§ **EXERCISE**
The complete listing that follows is to be set down again, exactly as it appears.

§ **MATERIAL FOR THIS TASK**
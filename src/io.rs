//! File adapters: bracket JSON, team tables, participant lists and bonus
//! maps. Everything is normalized here so the rest of the crate only sees
//! canonical [`Team`] records.

use std::collections::{BTreeMap, HashMap};
use std::fs;
use std::path::{Path, PathBuf};
use std::sync::Arc;

use serde::{Deserialize, Serialize};
use serde_json::Value;
use tracing::{debug, info, warn};

use crate::bracket::{round_index_of, Bracket, Game, Team, TeamRef, GAMES_PER_ROUND, ROUNDS, ROUND_KEYS};
use crate::error::{PoolError, PoolResult};
use crate::probability::{ProbabilityRow, ProbabilityTable, PROB_COLUMNS};
use crate::simulate::Participant;

// ---------------------------------------------------------------------------
// Team directory
// ---------------------------------------------------------------------------

/// Known seed and region for every team name, used to complete teams that
/// appear in a bracket as a bare name.
#[derive(Debug, Clone, Default)]
pub struct TeamDirectory {
    teams: HashMap<String, Team>,
}

impl TeamDirectory {
    pub fn new() -> Self {
        TeamDirectory::default()
    }

    pub fn from_teams(teams: &[Team]) -> Self {
        TeamDirectory {
            teams: teams.iter().map(|t| (t.name.clone(), t.clone())).collect(),
        }
    }

    pub fn get(&self, name: &str) -> Option<&Team> {
        self.teams.get(name)
    }

    pub fn len(&self) -> usize {
        self.teams.len()
    }

    pub fn is_empty(&self) -> bool {
        self.teams.is_empty()
    }
}

#[derive(Debug, Clone, Deserialize)]
#[serde(untagged)]
enum RawTeam {
    Name(String),
    /// Seed and region stay loose so a quoted seed never costs the name.
    Record {
        name: String,
        #[serde(default)]
        seed: Value,
        #[serde(default)]
        region: Value,
    },
    /// `{}` and other placeholders some exports use for an empty slot.
    Blank(Value),
}

impl RawTeam {
    fn name(&self) -> &str {
        match self {
            RawTeam::Name(name) => name,
            RawTeam::Record { name, .. } => name,
            RawTeam::Blank(_) => "",
        }
    }
}

fn seed_value(value: &Value) -> u8 {
    match value {
        Value::Number(n) => n.as_u64().and_then(|s| u8::try_from(s).ok()).unwrap_or(0),
        Value::String(s) => parse_seed(s),
        Value::Null => 0,
        other => {
            warn!("Ignoring seed {}", other);
            0
        }
    }
}

fn region_value(value: &Value) -> String {
    match value {
        Value::String(s) => s.trim().to_string(),
        Value::Null => String::new(),
        other => {
            warn!("Ignoring region {}", other);
            String::new()
        }
    }
}

fn named(raw: &Option<RawTeam>) -> Option<&RawTeam> {
    raw.as_ref().filter(|t| !t.name().trim().is_empty())
}

#[derive(Debug, Clone, Deserialize)]
struct RawGame {
    #[serde(default)]
    team1: Option<RawTeam>,
    #[serde(default)]
    team2: Option<RawTeam>,
    #[serde(default)]
    winner: Option<RawTeam>,
}

/// Interns one canonical `Arc<Team>` per name: the directory's record
/// first, then any record for that name found in the bracket itself.
struct Normalizer<'a> {
    directory: &'a TeamDirectory,
    records: HashMap<String, Team>,
    interned: HashMap<String, TeamRef>,
}

impl<'a> Normalizer<'a> {
    fn new(directory: &'a TeamDirectory) -> Self {
        Normalizer {
            directory,
            records: HashMap::new(),
            interned: HashMap::new(),
        }
    }

    fn observe(&mut self, raw: &RawTeam) {
        if let RawTeam::Record { name, seed, region } = raw {
            let entry = self
                .records
                .entry(name.clone())
                .or_insert_with(|| Team::new(name.clone(), 0, ""));
            if entry.seed == 0 {
                entry.seed = seed_value(seed);
            }
            if entry.region.is_empty() {
                entry.region = region_value(region);
            }
        }
    }

    fn resolve(&mut self, raw: &RawTeam) -> TeamRef {
        let name = raw.name();
        if let Some(team) = self.interned.get(name) {
            return team.clone();
        }
        let recorded = self.records.get(name);
        let known = self.directory.get(name);
        let team = Team {
            name: name.to_string(),
            seed: known
                .map(|t| t.seed)
                .filter(|&s| s > 0)
                .or_else(|| recorded.map(|t| t.seed))
                .unwrap_or(0),
            region: known
                .map(|t| t.region.clone())
                .filter(|r| !r.is_empty())
                .or_else(|| recorded.map(|t| t.region.clone()))
                .unwrap_or_default(),
        };
        let team = Arc::new(team);
        self.interned.insert(name.to_string(), team.clone());
        team
    }
}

§ **RESULT OF THE EXERCISE**
filename src/io.rs
//! File adapters: bracket JSON, team tables, participant lists and bonus
//! maps. Everything is normalized here so the rest of the crate only sees
//! canonical [`Team`] records.

use std::collections::{BTreeMap, HashMap};
use std::fs;
use std::path::{Path, PathBuf};
use std::sync::Arc;

use serde::{Deserialize, Serialize};
use serde_json::Value;
use tracing::{debug, info, warn};

use crate::bracket::{round_index_of, Bracket, Game, Team, TeamRef, GAMES_PER_ROUND, ROUNDS, ROUND_KEYS};
use crate::error::{PoolError, PoolResult};
use crate::probability::{ProbabilityRow, ProbabilityTable, PROB_COLUMNS};
use crate::simulate::Participant;

// ---------------------------------------------------------------------------
// Team directory
// ---------------------------------------------------------------------------

/// Known seed and region for every team name, used to complete teams that
/// appear in a bracket as a bare name.
#[derive(Debug, Clone, Default)]
pub struct TeamDirectory {
    teams: HashMap<String, Team>,
}

impl TeamDirectory {
    pub fn new() -> Self {
        TeamDirectory::default()
    }

    pub fn from_teams(teams: &[Team]) -> Self {
        TeamDirectory {
            teams: teams.iter().map(|t| (t.name.clone(), t.clone())).collect(),
        }
    }

    pub fn get(&self, name: &str) -> Option<&Team> {
        self.teams.get(name)
    }

    pub fn len(&self) -> usize {
        self.teams.len()
    }

    pub fn is_empty(&self) -> bool {
        self.teams.is_empty()
    }
}

#[derive(Debug, Clone, Deserialize)]
#[serde(untagged)]
enum RawTeam {
    Name(String),
    /// Seed and region stay loose so a quoted seed never costs the name.
    Record {
        name: String,
        #[serde(default)]
        seed: Value,
        #[serde(default)]
        region: Value,
    },
    /// `{}` and other placeholders some exports use for an empty slot.
    Blank(Value),
}

impl RawTeam {
    fn name(&self) -> &str {
        match self {
            RawTeam::Name(name) => name,
            RawTeam::Record { name, .. } => name,
            RawTeam::Blank(_) => "",
        }
    }
}

fn seed_value(value: &Value) -> u8 {
    match value {
        Value::Number(n) => n.as_u64().and_then(|s| u8::try_from(s).ok()).unwrap_or(0),
        Value::String(s) => parse_seed(s),
        Value::Null => 0,
        other => {
            warn!("Ignoring seed {}", other);
            0
        }
    }
}

fn region_value(value: &Value) -> String {
    match value {
        Value::String(s) => s.trim().to_string(),
        Value::Null => String::new(),
        other => {
            warn!("Ignoring region {}", other);
            String::new()
        }
    }
}

fn named(raw: &Option<RawTeam>) -> Option<&RawTeam> {
    raw.as_ref().filter(|t| !t.name().trim().is_empty())
}

#[derive(Debug, Clone, Deserialize)]
struct RawGame {
    #[serde(default)]
    team1: Option<RawTeam>,
    #[serde(default)]
    team2: Option<RawTeam>,
    #[serde(default)]
    winner: Option<RawTeam>,
}

/// Interns one canonical `Arc<Team>` per name: the directory's record
/// first, then any record for that name found in the bracket itself.
struct Normalizer<'a> {
    directory: &'a TeamDirectory,
    records: HashMap<String, Team>,
    interned: HashMap<String, TeamRef>,
}

impl<'a> Normalizer<'a> {
    fn new(directory: &'a TeamDirectory) -> Self {
        Normalizer {
            directory,
            records: HashMap::new(),
            interned: HashMap::new(),
        }
    }

    fn observe(&mut self, raw: &RawTeam) {
        if let RawTeam::Record { name, seed, region } = raw {
            let entry = self
                .records
                .entry(name.clone())
                .or_insert_with(|| Team::new(name.clone(), 0, ""));
            if entry.seed == 0 {
                entry.seed = seed_value(seed);
            }
            if entry.region.is_empty() {
                entry.region = region_value(region);
            }
        }
    }

    fn resolve(&mut self, raw: &RawTeam) -> TeamRef {
        let name = raw.name();
        if let Some(team) = self.interned.get(name) {
            return team.clone();
        }
        let recorded = self.records.get(name);
        let known = self.directory.get(name);
        let team = Team {
            name: name.to_string(),
            seed: known
                .map(|t| t.seed)
                .filter(|&s| s > 0)
                .or_else(|| recorded.map(|t| t.seed))
                .unwrap_or(0),
            region: known
                .map(|t| t.region.clone())
                .filter(|r| !r.is_empty())
                .or_else(|| recorded.map(|t| t.region.clone()))
                .unwrap_or_default(),
        };
        let team = Arc::new(team);
        self.interned.insert(name.to_string(), team.clone());
        team
    }
}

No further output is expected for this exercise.